ACTION ITEM — Search the entries for the line containing "pub fn load_config(project_root: &Path)". Repeat it, then every line after it, exactly through the final line.

::::::

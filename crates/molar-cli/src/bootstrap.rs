use std::path::Path;

use anyhow::Context;
use molar_config::MolarConfig;

/// Load `.env` from the project root (or the usual dotenv search), then the
/// layered config.
pub fn load_config(project_root: &Path) -> anyhow::Result<MolarConfig> {
    load_project_dotenv(project_root)?;
    MolarConfig::load_from(project_root).context("failed to load molar configuration")
}

fn load_project_dotenv(project_root: &Path) -> anyhow::Result<()> {
    let env_path = project_root.join(".env");
    if env_path.exists() {
        dotenvy::from_path(&env_path)
            .with_context(|| format!("failed to load dotenv file at {}", env_path.display()))?;
        return Ok(());
    }

    dotenvy::dotenv().ok();
    Ok(())
}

::::::

ANSWER —
pub fn load_config(project_root: &Path) -> anyhow::Result<MolarConfig> {
    load_project_dotenv(project_root)?;
    MolarConfig::load_from(project_root).context("failed to load molar configuration")
}

fn load_project_dotenv(project_root: &Path) -> anyhow::Result<()> {
    let env_path = project_root.join(".env");
    if env_path.exists() {
        dotenvy::from_path(&env_path)
            .with_context(|| format!("failed to load dotenv file at {}", env_path.display()))?;
        return Ok(());
    }

    dotenvy::dotenv().ok();
    Ok(())
}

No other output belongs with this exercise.